━━━━━ The data
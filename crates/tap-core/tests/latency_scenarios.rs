// crates/tap-core/tests/latency_scenarios.rs
use tap_core::{LatencyStats, LatencyTracker, Span};
use tap_protocol::text_codec::parse_event_line;

const LOG: &str = include_str!("data/sample_events.log");

fn replay(lines: &[&str]) -> (LatencyTracker, Vec<Span>) {
    let mut tracker = LatencyTracker::new();
    let mut spans = Vec::new();
    for line in lines {
        if let Some(event) = parse_event_line(line) {
            if let Some(span) = tracker.observe(&event) {
                spans.push(span);
            }
        }
    }
    (tracker, spans)
}

#[test]
fn full_log_pairs_expected_spans() {
    let lines: Vec<&str> = LOG.lines().collect();
    let (tracker, spans) = replay(&lines);

    let latencies: Vec<(u64, bool, i64)> = spans
        .iter()
        .map(|s| (s.correlation_key, s.is_request, s.latency_us()))
        .collect();
    assert_eq!(
        latencies,
        vec![
            (101, true, 150),
            (101, false, 120),
            (202, true, 900),
            (302, true, 490),
            (301, true, 600),
        ]
    );

    assert_eq!(tracker.duplicate_starts(), 1);
    assert_eq!(tracker.orphan_ends(), 1);
    assert_eq!(tracker.unmatched_starts(), 1);

    let stats =
        LatencyStats::from_latencies(spans.iter().map(Span::latency_us).collect()).unwrap();
    assert_eq!(stats.count, 5);
    assert_eq!(stats.min, 120);
    assert_eq!(stats.max, 900);
    assert_eq!(stats.p50, 490);
}

#[test]
fn each_scenario_is_self_contained() {
    let mut scenarios: Vec<(String, Vec<&str>)> = Vec::new();
    for line in LOG.lines() {
        if let Some(name) = line.strip_prefix("#name:") {
            scenarios.push((name.trim().to_string(), Vec::new()));
        } else if let Some((_, lines)) = scenarios.last_mut() {
            lines.push(line);
        }
    }

    let expected_spans = [2, 1, 2, 0];
    assert_eq!(scenarios.len(), expected_spans.len());

    for ((name, lines), want) in scenarios.iter().zip(expected_spans) {
        let (_, spans) = replay(lines);
        assert_eq!(spans.len(), want, "scenario {name}");
    }
}
//! Wall-clock source for event timestamps.

use chrono::Utc;

/// Microseconds since the Unix epoch.
///
/// Taken at the moment an event is produced for the log, not when the
/// transport received the bytes.
#[inline]
pub fn now_micros() -> i64 {
    Utc::now().timestamp_micros()
}

#[cfg(test)]
mod tests {
    use super::*;

    #[test]
    fn clock_is_after_2020_and_monotone_enough() {
        // 2020-01-01T00:00:00Z
        const Y2020_US: i64 = 1_577_836_800_000_000;
        let a = now_micros();
        let b = now_micros();
        assert!(a > Y2020_US);
        assert!(b >= a);
    }
}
━━━━━━━━━━
### What the task asks
Transcribe, exactly as written, all lines of the entries above from the first to the one containing "not when the", and no more.

### Your response
filename crates/tap-core/tests/latency_scenarios.rs
// crates/tap-core/tests/latency_scenarios.rs
use tap_core::{LatencyStats, LatencyTracker, Span};
use tap_protocol::text_codec::parse_event_line;

const LOG: &str = include_str!("data/sample_events.log");

fn replay(lines: &[&str]) -> (LatencyTracker, Vec<Span>) {
    let mut tracker = LatencyTracker::new();
    let mut spans = Vec::new();
    for line in lines {
        if let Some(event) = parse_event_line(line) {
            if let Some(span) = tracker.observe(&event) {
                spans.push(span);
            }
        }
    }
    (tracker, spans)
}

#[test]
fn full_log_pairs_expected_spans() {
    let lines: Vec<&str> = LOG.lines().collect();
    let (tracker, spans) = replay(&lines);

    let latencies: Vec<(u64, bool, i64)> = spans
        .iter()
        .map(|s| (s.correlation_key, s.is_request, s.latency_us()))
        .collect();
    assert_eq!(
        latencies,
        vec![
            (101, true, 150),
            (101, false, 120),
            (202, true, 900),
            (302, true, 490),
            (301, true, 600),
        ]
    );

    assert_eq!(tracker.duplicate_starts(), 1);
    assert_eq!(tracker.orphan_ends(), 1);
    assert_eq!(tracker.unmatched_starts(), 1);

    let stats =
        LatencyStats::from_latencies(spans.iter().map(Span::latency_us).collect()).unwrap();
    assert_eq!(stats.count, 5);
    assert_eq!(stats.min, 120);
    assert_eq!(stats.max, 900);
    assert_eq!(stats.p50, 490);
}

#[test]
fn each_scenario_is_self_contained() {
    let mut scenarios: Vec<(String, Vec<&str>)> = Vec::new();
    for line in LOG.lines() {
        if let Some(name) = line.strip_prefix("#name:") {
            scenarios.push((name.trim().to_string(), Vec::new()));
        } else if let Some((_, lines)) = scenarios.last_mut() {
            lines.push(line);
        }
    }

    let expected_spans = [2, 1, 2, 0];
    assert_eq!(scenarios.len(), expected_spans.len());

    for ((name, lines), want) in scenarios.iter().zip(expected_spans) {
        let (_, spans) = replay(lines);
        assert_eq!(spans.len(), want, "scenario {name}");
    }
}
//! Wall-clock source for event timestamps.

use chrono::Utc;

/// Microseconds since the Unix epoch.
///
/// Taken at the moment an event is produced for the log, not when the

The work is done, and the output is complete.